### [Work instructions]
In the following material, identify every line holding the string "routes" and return it.

### [Data]
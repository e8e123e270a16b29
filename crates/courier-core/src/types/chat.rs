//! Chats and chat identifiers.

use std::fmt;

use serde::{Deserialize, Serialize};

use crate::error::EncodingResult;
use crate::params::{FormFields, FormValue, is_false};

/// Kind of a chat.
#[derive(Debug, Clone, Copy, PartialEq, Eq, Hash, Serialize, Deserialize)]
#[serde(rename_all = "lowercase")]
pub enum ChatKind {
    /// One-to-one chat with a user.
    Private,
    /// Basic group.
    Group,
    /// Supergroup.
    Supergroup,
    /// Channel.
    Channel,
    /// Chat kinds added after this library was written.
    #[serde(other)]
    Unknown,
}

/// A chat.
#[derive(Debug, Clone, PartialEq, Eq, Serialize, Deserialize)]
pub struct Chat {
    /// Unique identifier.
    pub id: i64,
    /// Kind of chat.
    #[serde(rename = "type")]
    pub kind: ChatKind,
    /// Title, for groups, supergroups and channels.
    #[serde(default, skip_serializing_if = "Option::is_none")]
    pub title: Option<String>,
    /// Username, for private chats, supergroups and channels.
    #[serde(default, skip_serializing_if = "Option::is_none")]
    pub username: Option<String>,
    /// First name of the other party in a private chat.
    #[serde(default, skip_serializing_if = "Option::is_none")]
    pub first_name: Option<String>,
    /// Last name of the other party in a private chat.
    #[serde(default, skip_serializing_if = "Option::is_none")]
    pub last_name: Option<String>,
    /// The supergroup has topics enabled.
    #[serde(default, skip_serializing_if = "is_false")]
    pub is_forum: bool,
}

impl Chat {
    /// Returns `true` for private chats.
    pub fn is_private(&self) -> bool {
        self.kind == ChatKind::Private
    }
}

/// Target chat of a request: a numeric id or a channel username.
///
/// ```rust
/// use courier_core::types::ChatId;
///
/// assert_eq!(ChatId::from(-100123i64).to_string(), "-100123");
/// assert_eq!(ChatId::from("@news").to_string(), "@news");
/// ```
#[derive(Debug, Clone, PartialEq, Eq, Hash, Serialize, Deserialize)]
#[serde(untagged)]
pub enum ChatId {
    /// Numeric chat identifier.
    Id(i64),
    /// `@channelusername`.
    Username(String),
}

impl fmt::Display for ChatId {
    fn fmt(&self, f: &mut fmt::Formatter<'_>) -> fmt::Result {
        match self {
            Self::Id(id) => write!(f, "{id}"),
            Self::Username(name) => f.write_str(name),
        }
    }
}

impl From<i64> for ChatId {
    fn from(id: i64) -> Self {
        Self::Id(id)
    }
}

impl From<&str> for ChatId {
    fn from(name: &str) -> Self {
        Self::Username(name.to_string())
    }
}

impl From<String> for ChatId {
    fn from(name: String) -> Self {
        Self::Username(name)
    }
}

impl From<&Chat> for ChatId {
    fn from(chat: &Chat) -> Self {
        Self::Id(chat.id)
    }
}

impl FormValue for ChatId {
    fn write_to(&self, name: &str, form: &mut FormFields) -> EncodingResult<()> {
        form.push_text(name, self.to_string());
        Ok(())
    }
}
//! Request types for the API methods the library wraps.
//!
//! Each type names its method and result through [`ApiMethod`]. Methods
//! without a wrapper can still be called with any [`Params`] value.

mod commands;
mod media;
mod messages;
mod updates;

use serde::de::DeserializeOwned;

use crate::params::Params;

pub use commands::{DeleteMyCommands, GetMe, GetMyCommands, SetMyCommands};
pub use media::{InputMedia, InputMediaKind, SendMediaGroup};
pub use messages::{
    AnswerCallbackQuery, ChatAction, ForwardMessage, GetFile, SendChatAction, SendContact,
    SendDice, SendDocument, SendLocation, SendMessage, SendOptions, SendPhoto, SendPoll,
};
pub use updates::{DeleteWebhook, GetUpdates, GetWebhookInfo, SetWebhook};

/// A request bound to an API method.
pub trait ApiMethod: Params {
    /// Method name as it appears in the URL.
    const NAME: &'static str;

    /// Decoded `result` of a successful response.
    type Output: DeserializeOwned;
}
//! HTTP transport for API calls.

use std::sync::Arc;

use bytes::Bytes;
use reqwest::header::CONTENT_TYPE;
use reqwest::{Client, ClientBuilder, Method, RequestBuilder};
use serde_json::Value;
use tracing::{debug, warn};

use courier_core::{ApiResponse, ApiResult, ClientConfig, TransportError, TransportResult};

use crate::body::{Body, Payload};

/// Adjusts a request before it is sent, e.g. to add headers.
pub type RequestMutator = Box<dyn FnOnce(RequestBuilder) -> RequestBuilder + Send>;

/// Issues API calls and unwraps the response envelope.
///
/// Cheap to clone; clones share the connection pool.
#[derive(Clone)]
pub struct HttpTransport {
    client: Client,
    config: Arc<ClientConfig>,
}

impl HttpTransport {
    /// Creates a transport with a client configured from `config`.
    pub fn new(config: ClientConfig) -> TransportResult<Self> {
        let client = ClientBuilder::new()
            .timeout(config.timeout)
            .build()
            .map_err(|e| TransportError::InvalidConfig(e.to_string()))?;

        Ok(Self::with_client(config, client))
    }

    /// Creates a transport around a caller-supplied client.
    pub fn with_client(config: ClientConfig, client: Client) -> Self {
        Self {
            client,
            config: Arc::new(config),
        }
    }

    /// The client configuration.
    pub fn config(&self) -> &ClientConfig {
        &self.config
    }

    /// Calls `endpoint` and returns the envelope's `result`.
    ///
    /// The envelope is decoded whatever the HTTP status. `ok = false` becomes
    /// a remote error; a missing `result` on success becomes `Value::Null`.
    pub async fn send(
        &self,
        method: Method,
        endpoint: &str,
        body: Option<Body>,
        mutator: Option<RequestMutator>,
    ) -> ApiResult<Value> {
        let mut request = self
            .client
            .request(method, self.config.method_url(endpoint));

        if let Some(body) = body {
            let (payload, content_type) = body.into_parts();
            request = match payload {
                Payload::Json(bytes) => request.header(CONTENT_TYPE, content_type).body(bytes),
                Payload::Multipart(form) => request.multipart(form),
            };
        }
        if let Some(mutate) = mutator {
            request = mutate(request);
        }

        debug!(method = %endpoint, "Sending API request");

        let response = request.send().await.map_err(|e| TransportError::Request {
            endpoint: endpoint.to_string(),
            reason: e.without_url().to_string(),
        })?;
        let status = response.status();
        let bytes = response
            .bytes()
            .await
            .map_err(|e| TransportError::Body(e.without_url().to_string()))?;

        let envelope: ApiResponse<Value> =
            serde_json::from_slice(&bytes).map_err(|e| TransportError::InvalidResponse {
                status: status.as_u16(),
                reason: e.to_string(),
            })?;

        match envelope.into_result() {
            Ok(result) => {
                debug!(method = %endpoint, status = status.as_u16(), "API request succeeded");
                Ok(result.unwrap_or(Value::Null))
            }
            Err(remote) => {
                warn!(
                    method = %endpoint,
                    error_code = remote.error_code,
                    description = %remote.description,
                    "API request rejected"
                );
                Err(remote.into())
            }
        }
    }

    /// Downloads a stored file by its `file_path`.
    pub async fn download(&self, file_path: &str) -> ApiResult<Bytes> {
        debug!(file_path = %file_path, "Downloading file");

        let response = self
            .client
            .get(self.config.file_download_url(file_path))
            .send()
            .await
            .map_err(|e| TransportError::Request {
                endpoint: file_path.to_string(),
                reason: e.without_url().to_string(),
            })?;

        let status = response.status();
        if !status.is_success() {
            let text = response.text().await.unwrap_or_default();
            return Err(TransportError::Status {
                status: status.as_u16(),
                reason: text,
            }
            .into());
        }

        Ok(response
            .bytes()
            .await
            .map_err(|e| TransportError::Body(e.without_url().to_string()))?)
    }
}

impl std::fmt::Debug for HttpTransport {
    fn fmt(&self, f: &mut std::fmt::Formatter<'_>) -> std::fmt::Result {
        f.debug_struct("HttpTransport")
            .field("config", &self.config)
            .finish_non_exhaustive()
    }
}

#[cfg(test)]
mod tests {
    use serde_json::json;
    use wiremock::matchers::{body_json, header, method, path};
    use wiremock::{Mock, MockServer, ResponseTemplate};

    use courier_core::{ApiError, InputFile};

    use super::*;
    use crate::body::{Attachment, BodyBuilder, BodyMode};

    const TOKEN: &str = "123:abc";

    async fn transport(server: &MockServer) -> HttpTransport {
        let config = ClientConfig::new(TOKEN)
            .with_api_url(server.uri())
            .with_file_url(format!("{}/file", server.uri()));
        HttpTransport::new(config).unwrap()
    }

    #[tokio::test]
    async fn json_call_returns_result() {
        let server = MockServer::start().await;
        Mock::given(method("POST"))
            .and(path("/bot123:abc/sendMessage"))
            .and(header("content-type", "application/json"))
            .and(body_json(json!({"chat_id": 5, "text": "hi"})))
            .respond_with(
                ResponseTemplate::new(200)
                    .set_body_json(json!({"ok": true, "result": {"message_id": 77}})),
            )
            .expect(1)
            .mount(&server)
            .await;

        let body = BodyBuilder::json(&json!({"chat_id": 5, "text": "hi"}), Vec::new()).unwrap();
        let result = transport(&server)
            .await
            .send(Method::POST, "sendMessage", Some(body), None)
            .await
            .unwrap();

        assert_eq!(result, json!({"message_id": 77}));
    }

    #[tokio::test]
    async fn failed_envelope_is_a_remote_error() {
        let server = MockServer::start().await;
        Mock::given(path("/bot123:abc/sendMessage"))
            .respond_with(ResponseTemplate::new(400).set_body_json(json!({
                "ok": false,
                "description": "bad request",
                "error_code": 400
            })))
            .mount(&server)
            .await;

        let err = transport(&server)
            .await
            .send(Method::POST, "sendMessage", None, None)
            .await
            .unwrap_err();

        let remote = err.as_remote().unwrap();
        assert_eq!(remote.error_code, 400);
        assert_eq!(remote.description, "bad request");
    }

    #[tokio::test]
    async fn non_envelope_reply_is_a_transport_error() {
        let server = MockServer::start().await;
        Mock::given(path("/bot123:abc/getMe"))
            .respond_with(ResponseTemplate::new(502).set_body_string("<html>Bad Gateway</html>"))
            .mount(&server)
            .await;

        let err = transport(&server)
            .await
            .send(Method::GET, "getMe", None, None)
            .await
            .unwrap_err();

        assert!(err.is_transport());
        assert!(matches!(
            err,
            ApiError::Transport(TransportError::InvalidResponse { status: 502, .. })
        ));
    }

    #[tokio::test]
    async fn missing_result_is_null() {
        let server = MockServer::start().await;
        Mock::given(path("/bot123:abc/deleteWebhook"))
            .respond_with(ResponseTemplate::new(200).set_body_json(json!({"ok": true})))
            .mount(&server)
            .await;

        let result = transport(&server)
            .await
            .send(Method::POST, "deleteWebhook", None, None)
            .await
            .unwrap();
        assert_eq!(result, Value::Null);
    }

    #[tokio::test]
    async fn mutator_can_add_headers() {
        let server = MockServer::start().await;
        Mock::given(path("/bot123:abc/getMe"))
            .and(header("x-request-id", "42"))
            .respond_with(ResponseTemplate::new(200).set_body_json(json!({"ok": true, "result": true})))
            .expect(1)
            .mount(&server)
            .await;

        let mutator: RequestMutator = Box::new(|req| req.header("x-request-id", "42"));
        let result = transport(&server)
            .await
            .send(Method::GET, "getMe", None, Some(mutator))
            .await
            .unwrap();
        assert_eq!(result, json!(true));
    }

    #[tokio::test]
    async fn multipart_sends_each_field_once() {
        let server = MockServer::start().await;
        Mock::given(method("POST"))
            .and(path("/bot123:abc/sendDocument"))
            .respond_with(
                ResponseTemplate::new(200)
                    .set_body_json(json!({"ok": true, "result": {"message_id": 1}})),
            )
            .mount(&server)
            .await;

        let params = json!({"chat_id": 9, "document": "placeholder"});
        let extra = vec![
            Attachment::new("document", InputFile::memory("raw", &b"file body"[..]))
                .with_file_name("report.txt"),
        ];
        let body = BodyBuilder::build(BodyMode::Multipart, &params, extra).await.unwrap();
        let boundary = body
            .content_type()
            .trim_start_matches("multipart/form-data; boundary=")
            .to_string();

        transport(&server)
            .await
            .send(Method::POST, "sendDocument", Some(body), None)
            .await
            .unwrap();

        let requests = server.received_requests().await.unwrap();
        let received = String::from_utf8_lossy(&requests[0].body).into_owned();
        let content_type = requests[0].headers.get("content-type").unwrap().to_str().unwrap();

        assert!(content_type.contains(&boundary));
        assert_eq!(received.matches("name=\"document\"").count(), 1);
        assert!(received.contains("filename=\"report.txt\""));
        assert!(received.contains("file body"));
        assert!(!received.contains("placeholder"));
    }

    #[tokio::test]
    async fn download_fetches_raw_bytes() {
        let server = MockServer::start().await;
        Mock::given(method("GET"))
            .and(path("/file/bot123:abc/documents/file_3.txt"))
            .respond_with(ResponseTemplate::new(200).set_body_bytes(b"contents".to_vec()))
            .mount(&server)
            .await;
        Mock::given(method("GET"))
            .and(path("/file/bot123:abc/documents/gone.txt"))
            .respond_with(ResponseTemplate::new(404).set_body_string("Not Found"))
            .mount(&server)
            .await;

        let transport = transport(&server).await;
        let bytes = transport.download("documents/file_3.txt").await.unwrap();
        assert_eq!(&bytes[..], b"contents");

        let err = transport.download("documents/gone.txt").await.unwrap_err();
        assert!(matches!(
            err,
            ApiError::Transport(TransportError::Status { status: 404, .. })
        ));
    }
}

...

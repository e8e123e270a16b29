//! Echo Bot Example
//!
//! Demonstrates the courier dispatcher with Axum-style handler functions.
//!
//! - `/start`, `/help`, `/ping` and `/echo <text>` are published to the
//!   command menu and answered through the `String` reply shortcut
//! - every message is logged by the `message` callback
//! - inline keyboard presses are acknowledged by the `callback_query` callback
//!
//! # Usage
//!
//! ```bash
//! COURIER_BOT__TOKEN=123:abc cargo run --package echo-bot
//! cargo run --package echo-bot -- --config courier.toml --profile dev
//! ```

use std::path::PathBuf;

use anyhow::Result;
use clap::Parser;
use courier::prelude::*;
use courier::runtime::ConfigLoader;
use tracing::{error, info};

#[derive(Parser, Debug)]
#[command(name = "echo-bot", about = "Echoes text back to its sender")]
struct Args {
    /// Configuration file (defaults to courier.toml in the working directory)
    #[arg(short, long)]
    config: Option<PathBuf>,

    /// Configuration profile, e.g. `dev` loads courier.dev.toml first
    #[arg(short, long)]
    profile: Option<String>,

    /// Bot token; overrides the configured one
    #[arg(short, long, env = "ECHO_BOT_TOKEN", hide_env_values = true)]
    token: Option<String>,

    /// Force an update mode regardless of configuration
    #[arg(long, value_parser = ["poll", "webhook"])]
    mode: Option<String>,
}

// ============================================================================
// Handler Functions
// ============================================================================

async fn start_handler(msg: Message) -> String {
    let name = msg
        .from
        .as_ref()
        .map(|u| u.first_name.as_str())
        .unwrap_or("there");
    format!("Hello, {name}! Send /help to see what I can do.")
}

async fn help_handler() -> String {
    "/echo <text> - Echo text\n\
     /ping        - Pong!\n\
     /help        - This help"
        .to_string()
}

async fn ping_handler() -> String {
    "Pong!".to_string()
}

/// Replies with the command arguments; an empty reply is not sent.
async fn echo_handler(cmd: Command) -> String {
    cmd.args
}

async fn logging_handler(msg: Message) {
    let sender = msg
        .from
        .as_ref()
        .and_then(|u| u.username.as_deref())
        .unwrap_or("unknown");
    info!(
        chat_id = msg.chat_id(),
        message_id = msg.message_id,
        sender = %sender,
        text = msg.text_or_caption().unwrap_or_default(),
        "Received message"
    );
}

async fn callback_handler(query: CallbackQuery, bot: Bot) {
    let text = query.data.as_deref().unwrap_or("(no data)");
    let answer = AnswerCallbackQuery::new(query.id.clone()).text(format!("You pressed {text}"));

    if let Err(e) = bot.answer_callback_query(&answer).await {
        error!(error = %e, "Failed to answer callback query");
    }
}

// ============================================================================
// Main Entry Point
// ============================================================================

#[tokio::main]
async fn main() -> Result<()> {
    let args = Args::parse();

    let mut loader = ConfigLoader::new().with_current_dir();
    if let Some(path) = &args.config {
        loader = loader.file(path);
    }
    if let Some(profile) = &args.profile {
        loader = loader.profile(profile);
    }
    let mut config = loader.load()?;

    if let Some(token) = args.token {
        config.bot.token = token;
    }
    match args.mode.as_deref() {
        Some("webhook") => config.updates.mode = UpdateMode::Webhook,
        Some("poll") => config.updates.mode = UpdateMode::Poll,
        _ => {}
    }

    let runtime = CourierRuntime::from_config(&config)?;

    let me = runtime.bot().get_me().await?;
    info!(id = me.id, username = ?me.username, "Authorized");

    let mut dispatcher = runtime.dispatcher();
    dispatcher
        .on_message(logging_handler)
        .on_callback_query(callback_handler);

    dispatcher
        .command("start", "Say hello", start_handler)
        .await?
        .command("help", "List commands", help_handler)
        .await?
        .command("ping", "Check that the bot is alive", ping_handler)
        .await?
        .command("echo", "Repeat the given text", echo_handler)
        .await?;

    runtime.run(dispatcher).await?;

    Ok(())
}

==

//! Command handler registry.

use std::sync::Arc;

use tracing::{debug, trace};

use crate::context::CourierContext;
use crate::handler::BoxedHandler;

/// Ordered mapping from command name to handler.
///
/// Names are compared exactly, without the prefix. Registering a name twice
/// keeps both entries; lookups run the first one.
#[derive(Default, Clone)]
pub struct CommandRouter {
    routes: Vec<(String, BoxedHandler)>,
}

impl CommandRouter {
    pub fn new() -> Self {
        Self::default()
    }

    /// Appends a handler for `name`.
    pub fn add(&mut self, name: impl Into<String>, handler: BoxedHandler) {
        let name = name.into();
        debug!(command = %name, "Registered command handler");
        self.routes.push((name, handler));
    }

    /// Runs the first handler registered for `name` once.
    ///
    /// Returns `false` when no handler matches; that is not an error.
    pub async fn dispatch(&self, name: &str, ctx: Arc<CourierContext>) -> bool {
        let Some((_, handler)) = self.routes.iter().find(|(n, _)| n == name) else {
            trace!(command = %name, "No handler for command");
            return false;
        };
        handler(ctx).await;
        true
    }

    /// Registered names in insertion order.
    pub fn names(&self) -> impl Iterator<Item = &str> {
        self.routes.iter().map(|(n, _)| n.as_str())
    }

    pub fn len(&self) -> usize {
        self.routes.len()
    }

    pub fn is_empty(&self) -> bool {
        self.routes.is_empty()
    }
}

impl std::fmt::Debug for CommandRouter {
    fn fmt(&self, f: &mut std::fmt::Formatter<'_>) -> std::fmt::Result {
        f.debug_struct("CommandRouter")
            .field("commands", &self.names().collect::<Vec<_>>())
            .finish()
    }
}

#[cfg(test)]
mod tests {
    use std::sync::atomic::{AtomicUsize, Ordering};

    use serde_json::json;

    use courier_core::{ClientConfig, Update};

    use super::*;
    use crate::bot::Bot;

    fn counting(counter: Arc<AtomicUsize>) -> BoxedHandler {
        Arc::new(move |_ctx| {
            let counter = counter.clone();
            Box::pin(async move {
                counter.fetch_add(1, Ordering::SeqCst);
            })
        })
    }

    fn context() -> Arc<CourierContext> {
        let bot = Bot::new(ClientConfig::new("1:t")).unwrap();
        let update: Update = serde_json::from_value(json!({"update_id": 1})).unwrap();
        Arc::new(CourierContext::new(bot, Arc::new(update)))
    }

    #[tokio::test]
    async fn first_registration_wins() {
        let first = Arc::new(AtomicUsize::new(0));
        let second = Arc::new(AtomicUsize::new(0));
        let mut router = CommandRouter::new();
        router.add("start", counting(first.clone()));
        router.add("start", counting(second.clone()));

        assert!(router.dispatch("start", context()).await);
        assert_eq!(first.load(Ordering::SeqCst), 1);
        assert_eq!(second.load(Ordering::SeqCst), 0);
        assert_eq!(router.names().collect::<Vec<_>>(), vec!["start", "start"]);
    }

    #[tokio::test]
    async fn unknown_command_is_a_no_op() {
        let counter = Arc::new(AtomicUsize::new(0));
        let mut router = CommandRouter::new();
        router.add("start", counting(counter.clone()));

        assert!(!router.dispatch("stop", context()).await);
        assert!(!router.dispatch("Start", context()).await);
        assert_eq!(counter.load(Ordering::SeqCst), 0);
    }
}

### [Output]
    routes: Vec<(String, BoxedHandler)>,
        self.routes.push((name, handler));
        let Some((_, handler)) = self.routes.iter().find(|(n, _)| n == name) else {
        self.routes.iter().map(|(n, _)| n.as_str())
        self.routes.len()
        self.routes.is_empty()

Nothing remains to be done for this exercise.